Rowles' sister act created a star
A knock on the door in 1970 changed Cheryl Moana Rowles' life.
You may almost recognise the name. The coming week marks 44 years since a song, almost bearing her name, hit number one on the New Zealand charts.
It was written by her brother, John Rowles.
The New Zealand singer had already had considerable success with the likes of Hush Not a Word to Mary, but had composed few originals when he was asked to write a song to represent New Zealand in a Rio de Janeiro song writing contest.
In Devonport, Auckland, where he was this week recording a new album, he recalled how his most famous song came about as he lay on a hotel bed in north London.
"I just picked my guitar up and thought to myself, 'OK'."
He had to come up with a distinctly New Zealand song and Pokarekare Ana had already been done.
"I just thought for a while and my sister's name came to me, Cheryl Moana."
He also had a line – "there on the shore she waits so patiently". But her last name, Rowles, didn't rhyme with "patiently".
Another sister had "Marie" in her name. With a sibling-hybrid, the title and one of New Zealand's great songs was born.
Rowles' collaborator Nat Kipner added some parts and a cassette was given to Norrie Paramor, a legendary producer most famous for his work with Cliff Richard and the Shadows.
"I left it with him to listen to and he said, 'there's something here, there's some magic in it'."
Two weeks later, Rowles was in a "massive" London studio recording with an orchestra.
Cheryl Moana Marie would go on to sell one million copies worldwide.
In New Zealand it topped the charts on May 8, 1970.
It also hit No 1 in Hawaii and in the wider US reached the top 40.

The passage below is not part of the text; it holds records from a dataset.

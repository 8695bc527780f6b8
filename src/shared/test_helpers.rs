use std::collections::HashMap;
use std::sync::Mutex;

use async_trait::async_trait;
use serde_json::Value;
use tokio::sync::Notify;

use crate::core::error::Result as AppResult;
use crate::features::deploys::models::DeployResponse;
use crate::features::deploys::services::{
    DeployStateStore, DeployTrigger, StateSlot, TriggerRequest,
};
use crate::features::rate_limits::models::{RateLimitDecision, RateLimitPolicy};
use crate::features::rate_limits::services::rate_limit_store::SlidingLogStep;
use crate::features::rate_limits::services::{RateLimitStore, RateLimitStoreError};

// =============================================================================
// RATE LIMIT STORES
// =============================================================================

/// Rate limit store backed by plain maps.
///
/// `check_and_record` holds `key_lock` across every step and yields between
/// them, the way a transaction holding an advisory lock spans round trips.
#[derive(Default)]
pub struct InMemoryRateLimitStore {
    key_lock: tokio::sync::Mutex<()>,
    rows: Mutex<HashMap<String, Vec<i64>>>,
    blocks: Mutex<HashMap<String, i64>>,
}

impl InMemoryRateLimitStore {
    pub fn new() -> Self {
        Self::default()
    }

    pub fn row_count(&self, key: &str) -> usize {
        self.rows
            .lock()
            .unwrap()
            .get(key)
            .map(Vec::len)
            .unwrap_or(0)
    }

    pub fn insert_row(&self, key: &str, ts_ms: i64) {
        self.rows
            .lock()
            .unwrap()
            .entry(key.to_string())
            .or_default()
            .push(ts_ms);
    }
}

#[async_trait]
impl RateLimitStore for InMemoryRateLimitStore {
    async fn check_and_record(
        &self,
        key: &str,
        policy: RateLimitPolicy,
        now_ms: i64,
    ) -> Result<RateLimitDecision, RateLimitStoreError> {
        let _guard = self.key_lock.lock().await;

        if let Some(rows) = self.rows.lock().unwrap().get_mut(key) {
            rows.retain(|ts| *ts >= now_ms - policy.window_ms);
        }
        tokio::task::yield_now().await;

        let count = self.row_count(key) as u32;
        tokio::task::yield_now().await;

        let active_block = self
            .blocks
            .lock()
            .unwrap()
            .get(key)
            .copied()
            .filter(|until| *until > now_ms);
        tokio::task::yield_now().await;

        let step = SlidingLogStep::evaluate(count, active_block, policy, now_ms);
        match step {
            SlidingLogStep::Blocked { .. } => {}
            SlidingLogStep::StartBlock { until_ms } => {
                self.blocks.lock().unwrap().insert(key.to_string(), until_ms);
            }
            SlidingLogStep::Record { .. } => self.insert_row(key, now_ms),
        }

        Ok(step.decision(policy, now_ms))
    }

    async fn sweep(&self, older_than_ms: i64, now_ms: i64) -> Result<u64, RateLimitStoreError> {
        let mut removed = 0;

        let mut rows = self.rows.lock().unwrap();
        for entries in rows.values_mut() {
            let before = entries.len();
            entries.retain(|ts| *ts >= older_than_ms);
            removed += (before - entries.len()) as u64;
        }
        rows.retain(|_, entries| !entries.is_empty());

        let mut blocks = self.blocks.lock().unwrap();
        let before = blocks.len();
        blocks.retain(|_, until| *until > now_ms);
        removed += (before - blocks.len()) as u64;

        Ok(removed)
    }
}

/// Store whose every call fails, to exercise the memory fallback
pub struct FailingRateLimitStore;

impl FailingRateLimitStore {
    fn offline() -> RateLimitStoreError {
        RateLimitStoreError::Unavailable("store offline".to_string())
    }
}

#[async_trait]
impl RateLimitStore for FailingRateLimitStore {
    async fn check_and_record(
        &self,
        _key: &str,
        _policy: RateLimitPolicy,
        _now_ms: i64,
    ) -> Result<RateLimitDecision, RateLimitStoreError> {
        Err(Self::offline())
    }

    async fn sweep(&self, _older_than_ms: i64, _now_ms: i64) -> Result<u64, RateLimitStoreError> {
        Err(Self::offline())
    }
}

// =============================================================================
// DEPLOY STATE
// =============================================================================

#[derive(Default)]
pub struct InMemoryDeployStateStore {
    slots: Mutex<HashMap<(String, StateSlot), Value>>,
}

impl InMemoryDeployStateStore {
    pub fn new() -> Self {
        Self::default()
    }

    pub fn get_raw(&self, target: &str, slot: StateSlot) -> Option<Value> {
        self.slots
            .lock()
            .unwrap()
            .get(&(target.to_string(), slot))
            .cloned()
    }
}

#[async_trait]
impl DeployStateStore for InMemoryDeployStateStore {
    async fn get(&self, target: &str, slot: StateSlot) -> AppResult<Option<Value>> {
        Ok(self.get_raw(target, slot))
    }

    async fn put(&self, target: &str, slot: StateSlot, value: Value) -> AppResult<()> {
        self.slots
            .lock()
            .unwrap()
            .insert((target.to_string(), slot), value);
        Ok(())
    }

    async fn delete(&self, target: &str, slot: StateSlot) -> AppResult<()> {
        self.slots
            .lock()
            .unwrap()
            .remove(&(target.to_string(), slot));
        Ok(())
    }
}

// =============================================================================
// DEPLOY TRIGGERS
// =============================================================================

/// Always answers with the same response
pub struct StaticDeployTrigger {
    response: DeployResponse,
}

impl StaticDeployTrigger {
    pub fn new(response: DeployResponse) -> Self {
        Self { response }
    }

    pub fn local_only() -> Self {
        Self::new(DeployResponse::local_only())
    }
}

#[async_trait]
impl DeployTrigger for StaticDeployTrigger {
    async fn trigger(&self, _request: &TriggerRequest) -> DeployResponse {
        self.response.clone()
    }
}

/// Parks inside `trigger` until released, so a run can be held mid-flight
#[derive(Default)]
pub struct BlockingDeployTrigger {
    entered: Notify,
    released: Notify,
}

impl BlockingDeployTrigger {
    pub fn new() -> Self {
        Self::default()
    }

    pub async fn wait_until_entered(&self) {
        self.entered.notified().await;
    }

    pub fn release(&self) {
        self.released.notify_one();
    }
}

#[async_trait]
impl DeployTrigger for BlockingDeployTrigger {
    async fn trigger(&self, _request: &TriggerRequest) -> DeployResponse {
        self.entered.notify_one();
        self.released.notified().await;
        DeployResponse::local_only()
    }
}

pub struct PanickingDeployTrigger;

#[async_trait]
impl DeployTrigger for PanickingDeployTrigger {
    async fn trigger(&self, _request: &TriggerRequest) -> DeployResponse {
        panic!("remote trigger exploded")
    }
}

IN THE small town of Kawerau, Bay of Plenty, Cheryl was 11.
She remembers her brother returning home in the late 1960s – already a big deal but about to become bigger.
He bounded into town with energy, affection, and fame.
"It was intense because it was like, wow, something big is happening in Kawerau."
Something bigger was about to happen – and she was unknowingly going to have her life change for good.
She first heard of Cheryl Moana Marie when, in early 1970, a television crew knocked on her door. They wanted a story on the girl behind the song.
"They took me down to a small lake," Cheryl – these days Cheryl Waetford – remembered.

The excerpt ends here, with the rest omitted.